PROVIDED MATERIAL –
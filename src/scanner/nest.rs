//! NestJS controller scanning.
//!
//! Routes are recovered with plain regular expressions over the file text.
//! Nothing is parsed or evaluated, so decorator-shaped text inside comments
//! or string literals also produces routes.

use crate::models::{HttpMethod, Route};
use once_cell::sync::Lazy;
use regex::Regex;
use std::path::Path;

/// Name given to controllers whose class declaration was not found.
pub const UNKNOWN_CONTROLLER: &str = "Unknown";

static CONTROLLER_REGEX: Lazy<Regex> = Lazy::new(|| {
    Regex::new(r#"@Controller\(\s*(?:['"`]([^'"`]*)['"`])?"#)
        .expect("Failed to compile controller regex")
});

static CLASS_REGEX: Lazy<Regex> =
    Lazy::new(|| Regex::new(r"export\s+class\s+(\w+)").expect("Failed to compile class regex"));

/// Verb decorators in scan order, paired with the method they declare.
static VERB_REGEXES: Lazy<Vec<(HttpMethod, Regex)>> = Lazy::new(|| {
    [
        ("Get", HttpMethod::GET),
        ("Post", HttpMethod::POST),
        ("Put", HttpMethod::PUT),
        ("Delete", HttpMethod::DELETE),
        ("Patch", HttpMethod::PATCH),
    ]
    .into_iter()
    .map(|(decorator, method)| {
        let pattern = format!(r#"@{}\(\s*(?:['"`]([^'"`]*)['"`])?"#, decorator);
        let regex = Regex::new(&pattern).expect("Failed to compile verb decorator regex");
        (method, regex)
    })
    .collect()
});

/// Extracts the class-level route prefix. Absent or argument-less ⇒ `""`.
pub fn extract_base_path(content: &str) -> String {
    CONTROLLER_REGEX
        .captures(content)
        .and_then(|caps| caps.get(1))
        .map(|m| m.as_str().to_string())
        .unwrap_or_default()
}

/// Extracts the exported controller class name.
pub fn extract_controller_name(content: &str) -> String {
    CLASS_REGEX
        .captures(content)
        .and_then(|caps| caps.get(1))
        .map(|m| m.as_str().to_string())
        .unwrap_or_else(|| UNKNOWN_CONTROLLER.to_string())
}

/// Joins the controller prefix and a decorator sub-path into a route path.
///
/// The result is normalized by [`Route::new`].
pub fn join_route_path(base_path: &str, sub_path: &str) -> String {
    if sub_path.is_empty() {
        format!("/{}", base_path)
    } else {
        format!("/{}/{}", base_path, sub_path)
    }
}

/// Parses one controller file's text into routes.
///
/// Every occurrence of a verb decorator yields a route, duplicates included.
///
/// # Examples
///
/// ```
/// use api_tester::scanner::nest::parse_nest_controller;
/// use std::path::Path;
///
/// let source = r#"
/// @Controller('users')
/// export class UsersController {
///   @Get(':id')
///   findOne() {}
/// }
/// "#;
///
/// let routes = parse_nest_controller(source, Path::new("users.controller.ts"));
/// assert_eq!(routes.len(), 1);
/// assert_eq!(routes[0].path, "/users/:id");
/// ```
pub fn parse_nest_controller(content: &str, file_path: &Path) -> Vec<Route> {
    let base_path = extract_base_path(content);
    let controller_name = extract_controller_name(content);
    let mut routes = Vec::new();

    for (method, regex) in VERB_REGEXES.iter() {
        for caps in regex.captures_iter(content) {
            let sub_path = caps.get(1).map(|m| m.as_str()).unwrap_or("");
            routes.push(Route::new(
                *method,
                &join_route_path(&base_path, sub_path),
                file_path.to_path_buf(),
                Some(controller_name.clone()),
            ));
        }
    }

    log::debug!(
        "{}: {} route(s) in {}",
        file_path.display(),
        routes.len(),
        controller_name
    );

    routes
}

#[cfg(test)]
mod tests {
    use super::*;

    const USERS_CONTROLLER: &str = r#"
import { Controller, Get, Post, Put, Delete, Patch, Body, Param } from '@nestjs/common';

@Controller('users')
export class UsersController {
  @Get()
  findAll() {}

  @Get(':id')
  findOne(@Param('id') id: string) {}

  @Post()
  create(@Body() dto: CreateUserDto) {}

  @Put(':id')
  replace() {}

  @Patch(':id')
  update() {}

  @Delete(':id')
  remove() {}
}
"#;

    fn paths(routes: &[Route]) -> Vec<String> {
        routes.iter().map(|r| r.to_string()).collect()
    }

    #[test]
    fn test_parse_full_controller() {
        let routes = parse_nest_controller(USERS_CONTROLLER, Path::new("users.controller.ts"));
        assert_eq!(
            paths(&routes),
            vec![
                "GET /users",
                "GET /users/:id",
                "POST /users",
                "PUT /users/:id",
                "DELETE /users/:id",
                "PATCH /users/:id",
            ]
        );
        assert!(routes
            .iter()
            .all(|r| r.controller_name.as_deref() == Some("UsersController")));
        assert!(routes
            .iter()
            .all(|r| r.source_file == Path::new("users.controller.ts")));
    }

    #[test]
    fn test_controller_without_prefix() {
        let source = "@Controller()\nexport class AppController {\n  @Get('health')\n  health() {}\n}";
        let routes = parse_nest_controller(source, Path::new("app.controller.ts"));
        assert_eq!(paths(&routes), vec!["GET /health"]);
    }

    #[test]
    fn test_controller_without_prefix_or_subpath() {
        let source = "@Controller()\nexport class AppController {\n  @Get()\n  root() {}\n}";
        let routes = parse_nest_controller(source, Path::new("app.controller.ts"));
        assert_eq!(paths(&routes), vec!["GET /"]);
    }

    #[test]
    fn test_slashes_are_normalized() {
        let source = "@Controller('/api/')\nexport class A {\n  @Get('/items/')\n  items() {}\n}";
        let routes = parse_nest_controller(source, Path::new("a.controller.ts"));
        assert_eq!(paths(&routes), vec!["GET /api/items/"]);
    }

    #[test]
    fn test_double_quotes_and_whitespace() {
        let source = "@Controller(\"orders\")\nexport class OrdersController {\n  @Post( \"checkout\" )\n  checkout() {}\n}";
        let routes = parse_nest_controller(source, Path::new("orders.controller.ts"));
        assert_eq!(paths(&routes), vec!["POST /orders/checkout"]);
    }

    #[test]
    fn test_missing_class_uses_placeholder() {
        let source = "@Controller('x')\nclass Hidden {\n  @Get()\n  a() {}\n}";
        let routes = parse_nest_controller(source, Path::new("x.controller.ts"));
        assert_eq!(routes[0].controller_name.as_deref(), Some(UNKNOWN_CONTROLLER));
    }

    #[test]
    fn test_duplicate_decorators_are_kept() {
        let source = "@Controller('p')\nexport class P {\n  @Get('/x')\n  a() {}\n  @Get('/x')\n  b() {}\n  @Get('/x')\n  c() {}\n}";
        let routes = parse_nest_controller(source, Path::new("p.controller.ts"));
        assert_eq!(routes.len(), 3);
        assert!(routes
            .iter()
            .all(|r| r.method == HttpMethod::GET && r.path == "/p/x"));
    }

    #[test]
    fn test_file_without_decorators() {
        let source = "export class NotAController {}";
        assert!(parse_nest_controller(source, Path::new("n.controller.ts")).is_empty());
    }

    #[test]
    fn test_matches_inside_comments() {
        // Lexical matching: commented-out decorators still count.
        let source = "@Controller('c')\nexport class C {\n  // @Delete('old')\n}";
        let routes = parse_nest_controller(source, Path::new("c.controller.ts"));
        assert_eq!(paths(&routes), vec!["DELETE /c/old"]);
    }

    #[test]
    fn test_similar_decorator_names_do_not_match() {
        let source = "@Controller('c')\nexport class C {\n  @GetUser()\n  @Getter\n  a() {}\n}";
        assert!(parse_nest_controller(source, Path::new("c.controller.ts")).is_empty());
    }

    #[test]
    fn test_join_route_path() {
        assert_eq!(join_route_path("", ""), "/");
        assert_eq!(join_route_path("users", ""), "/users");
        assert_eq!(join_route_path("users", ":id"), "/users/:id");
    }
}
--
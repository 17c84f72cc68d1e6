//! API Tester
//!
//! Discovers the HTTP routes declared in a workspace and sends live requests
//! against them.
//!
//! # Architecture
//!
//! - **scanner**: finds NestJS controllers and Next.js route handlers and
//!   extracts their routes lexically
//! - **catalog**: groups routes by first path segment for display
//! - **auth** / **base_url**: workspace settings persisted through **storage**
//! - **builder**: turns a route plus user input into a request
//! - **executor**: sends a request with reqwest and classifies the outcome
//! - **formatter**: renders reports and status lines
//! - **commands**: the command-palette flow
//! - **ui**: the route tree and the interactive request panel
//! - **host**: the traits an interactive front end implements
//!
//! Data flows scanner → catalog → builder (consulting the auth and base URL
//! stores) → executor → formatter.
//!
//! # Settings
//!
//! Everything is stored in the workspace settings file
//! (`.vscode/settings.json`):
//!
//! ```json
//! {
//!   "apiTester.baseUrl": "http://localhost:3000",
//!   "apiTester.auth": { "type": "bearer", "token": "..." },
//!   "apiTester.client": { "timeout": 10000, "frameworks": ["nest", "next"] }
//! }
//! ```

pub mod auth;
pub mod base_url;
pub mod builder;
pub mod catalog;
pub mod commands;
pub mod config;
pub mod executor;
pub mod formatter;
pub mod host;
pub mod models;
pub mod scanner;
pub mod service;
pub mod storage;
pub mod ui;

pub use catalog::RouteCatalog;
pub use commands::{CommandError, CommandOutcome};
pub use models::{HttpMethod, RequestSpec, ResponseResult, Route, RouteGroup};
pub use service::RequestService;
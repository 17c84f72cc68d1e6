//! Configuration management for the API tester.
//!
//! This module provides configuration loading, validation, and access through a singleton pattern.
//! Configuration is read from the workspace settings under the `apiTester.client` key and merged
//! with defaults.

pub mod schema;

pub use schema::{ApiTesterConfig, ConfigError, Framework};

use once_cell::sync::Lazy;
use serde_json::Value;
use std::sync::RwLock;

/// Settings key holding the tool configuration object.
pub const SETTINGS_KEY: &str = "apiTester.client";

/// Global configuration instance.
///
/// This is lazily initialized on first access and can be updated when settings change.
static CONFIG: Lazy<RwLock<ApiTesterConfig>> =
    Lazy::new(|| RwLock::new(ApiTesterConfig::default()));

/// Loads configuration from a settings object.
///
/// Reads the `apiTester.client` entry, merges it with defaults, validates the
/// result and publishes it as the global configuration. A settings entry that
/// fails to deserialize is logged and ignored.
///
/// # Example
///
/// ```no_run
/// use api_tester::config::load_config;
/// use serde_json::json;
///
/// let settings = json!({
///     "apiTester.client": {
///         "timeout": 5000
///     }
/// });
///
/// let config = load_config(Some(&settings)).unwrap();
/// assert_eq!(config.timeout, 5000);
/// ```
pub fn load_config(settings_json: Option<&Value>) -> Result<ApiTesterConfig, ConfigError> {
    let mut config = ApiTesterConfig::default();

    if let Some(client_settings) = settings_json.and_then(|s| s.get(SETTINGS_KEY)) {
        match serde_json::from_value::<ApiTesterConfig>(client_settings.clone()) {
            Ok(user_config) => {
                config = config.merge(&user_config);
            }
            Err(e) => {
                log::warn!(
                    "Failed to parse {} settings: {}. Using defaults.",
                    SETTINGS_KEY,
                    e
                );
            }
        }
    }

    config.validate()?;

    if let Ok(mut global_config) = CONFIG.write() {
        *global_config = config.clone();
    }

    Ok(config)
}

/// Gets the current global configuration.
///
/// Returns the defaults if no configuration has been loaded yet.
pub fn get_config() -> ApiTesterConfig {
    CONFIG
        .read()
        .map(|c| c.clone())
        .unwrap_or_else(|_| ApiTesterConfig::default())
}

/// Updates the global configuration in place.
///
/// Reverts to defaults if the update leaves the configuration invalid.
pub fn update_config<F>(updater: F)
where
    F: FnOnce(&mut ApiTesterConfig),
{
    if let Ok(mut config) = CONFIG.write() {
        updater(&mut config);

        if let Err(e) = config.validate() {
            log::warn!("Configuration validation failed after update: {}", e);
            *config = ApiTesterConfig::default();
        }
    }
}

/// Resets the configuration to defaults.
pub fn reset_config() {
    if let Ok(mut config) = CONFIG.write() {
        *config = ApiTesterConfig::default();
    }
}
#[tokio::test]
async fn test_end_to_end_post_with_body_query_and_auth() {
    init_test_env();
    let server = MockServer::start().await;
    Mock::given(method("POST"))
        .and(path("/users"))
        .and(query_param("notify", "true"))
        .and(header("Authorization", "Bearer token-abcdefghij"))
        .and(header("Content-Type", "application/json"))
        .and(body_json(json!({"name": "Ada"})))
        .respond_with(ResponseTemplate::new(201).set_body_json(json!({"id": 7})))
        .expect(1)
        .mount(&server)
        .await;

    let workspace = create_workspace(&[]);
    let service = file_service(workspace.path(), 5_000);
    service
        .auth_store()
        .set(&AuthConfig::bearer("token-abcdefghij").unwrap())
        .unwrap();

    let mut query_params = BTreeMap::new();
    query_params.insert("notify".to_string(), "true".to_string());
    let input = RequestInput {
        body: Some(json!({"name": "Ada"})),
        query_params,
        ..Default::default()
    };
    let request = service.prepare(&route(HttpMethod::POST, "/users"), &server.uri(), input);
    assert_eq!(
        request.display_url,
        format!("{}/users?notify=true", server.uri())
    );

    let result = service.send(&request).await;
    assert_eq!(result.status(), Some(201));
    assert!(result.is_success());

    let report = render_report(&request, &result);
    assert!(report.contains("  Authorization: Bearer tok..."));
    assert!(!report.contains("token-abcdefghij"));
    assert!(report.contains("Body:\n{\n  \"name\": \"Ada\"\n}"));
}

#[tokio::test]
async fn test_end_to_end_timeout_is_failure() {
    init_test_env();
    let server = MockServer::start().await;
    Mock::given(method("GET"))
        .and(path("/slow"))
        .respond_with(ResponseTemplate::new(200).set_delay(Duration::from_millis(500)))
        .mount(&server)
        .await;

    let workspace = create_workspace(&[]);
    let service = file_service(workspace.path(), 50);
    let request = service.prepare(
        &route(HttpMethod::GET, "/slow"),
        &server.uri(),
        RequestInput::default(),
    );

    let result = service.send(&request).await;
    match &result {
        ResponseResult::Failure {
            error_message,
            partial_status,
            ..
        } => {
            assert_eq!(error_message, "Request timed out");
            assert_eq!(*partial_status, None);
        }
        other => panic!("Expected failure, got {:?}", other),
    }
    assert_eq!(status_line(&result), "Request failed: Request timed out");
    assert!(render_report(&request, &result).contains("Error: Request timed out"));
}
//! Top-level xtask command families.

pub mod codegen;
--
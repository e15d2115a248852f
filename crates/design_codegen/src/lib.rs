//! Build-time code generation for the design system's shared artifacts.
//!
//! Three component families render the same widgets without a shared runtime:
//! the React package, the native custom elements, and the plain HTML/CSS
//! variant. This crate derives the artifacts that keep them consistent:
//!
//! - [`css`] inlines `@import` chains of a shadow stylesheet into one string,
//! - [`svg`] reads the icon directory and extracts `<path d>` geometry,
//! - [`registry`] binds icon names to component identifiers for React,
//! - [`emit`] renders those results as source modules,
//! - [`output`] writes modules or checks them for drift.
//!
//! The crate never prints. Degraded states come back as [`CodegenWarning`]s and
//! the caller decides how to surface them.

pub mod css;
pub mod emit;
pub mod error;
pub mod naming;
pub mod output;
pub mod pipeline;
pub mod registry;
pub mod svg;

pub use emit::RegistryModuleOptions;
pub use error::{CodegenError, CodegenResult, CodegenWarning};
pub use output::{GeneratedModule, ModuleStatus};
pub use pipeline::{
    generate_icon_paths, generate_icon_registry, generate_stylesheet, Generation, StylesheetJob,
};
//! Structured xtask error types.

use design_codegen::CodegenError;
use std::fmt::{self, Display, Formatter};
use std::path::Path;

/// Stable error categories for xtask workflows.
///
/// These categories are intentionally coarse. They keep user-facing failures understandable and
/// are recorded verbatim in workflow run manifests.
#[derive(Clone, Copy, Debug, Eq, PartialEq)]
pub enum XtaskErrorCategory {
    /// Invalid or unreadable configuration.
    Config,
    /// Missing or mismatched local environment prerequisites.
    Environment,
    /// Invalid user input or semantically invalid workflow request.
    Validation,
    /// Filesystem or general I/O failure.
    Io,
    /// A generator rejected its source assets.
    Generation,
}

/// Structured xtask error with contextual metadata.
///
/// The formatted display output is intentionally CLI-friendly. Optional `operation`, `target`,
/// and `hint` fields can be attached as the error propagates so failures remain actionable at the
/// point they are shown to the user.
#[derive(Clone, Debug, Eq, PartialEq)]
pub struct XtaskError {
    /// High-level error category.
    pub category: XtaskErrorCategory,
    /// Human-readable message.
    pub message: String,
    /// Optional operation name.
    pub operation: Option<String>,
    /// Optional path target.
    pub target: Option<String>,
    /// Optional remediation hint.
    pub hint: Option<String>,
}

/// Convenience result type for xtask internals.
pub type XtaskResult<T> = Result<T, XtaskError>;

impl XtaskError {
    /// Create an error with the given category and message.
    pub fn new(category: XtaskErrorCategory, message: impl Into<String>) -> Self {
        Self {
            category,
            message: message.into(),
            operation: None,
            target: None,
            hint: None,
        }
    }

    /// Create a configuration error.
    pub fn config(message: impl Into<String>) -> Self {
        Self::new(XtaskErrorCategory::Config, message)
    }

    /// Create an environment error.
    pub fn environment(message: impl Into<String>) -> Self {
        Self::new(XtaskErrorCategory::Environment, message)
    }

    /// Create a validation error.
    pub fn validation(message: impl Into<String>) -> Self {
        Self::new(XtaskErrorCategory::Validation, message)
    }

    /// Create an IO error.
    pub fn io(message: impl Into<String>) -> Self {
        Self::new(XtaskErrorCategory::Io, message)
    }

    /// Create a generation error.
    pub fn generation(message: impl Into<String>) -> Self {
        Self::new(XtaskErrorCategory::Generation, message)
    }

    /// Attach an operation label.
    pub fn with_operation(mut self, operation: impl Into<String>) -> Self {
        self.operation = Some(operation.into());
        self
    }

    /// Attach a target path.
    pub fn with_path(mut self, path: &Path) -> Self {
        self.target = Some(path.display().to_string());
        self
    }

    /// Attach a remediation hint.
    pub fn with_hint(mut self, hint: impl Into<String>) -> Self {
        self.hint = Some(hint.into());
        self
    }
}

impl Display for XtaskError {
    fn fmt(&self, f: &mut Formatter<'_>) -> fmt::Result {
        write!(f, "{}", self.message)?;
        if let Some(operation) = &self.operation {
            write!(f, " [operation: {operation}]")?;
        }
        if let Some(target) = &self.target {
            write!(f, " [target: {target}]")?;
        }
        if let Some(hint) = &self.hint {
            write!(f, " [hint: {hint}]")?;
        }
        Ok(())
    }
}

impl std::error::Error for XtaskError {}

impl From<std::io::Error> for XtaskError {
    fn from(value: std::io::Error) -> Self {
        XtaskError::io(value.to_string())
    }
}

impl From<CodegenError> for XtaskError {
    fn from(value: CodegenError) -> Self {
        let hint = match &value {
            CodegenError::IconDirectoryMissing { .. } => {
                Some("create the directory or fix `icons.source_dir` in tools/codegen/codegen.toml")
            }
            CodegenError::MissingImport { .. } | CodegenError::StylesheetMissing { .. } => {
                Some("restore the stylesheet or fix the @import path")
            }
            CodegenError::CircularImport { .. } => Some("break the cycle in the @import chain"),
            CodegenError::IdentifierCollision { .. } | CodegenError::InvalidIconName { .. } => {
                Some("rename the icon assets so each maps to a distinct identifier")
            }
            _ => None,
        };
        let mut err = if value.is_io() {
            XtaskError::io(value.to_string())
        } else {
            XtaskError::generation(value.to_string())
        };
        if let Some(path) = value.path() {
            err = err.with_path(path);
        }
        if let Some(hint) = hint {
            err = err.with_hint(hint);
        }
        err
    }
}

WORK ITEM –
Print, without alteration, only the lines above between the one holding "filename src/scanner/nest.rs" and the one holding "also produces routes.", inclusive.

RESPONSE BELOW –
filename src/scanner/nest.rs
//! NestJS controller scanning.
//!
//! Routes are recovered with plain regular expressions over the file text.
//! Nothing is parsed or evaluated, so decorator-shaped text inside comments
//! or string literals also produces routes.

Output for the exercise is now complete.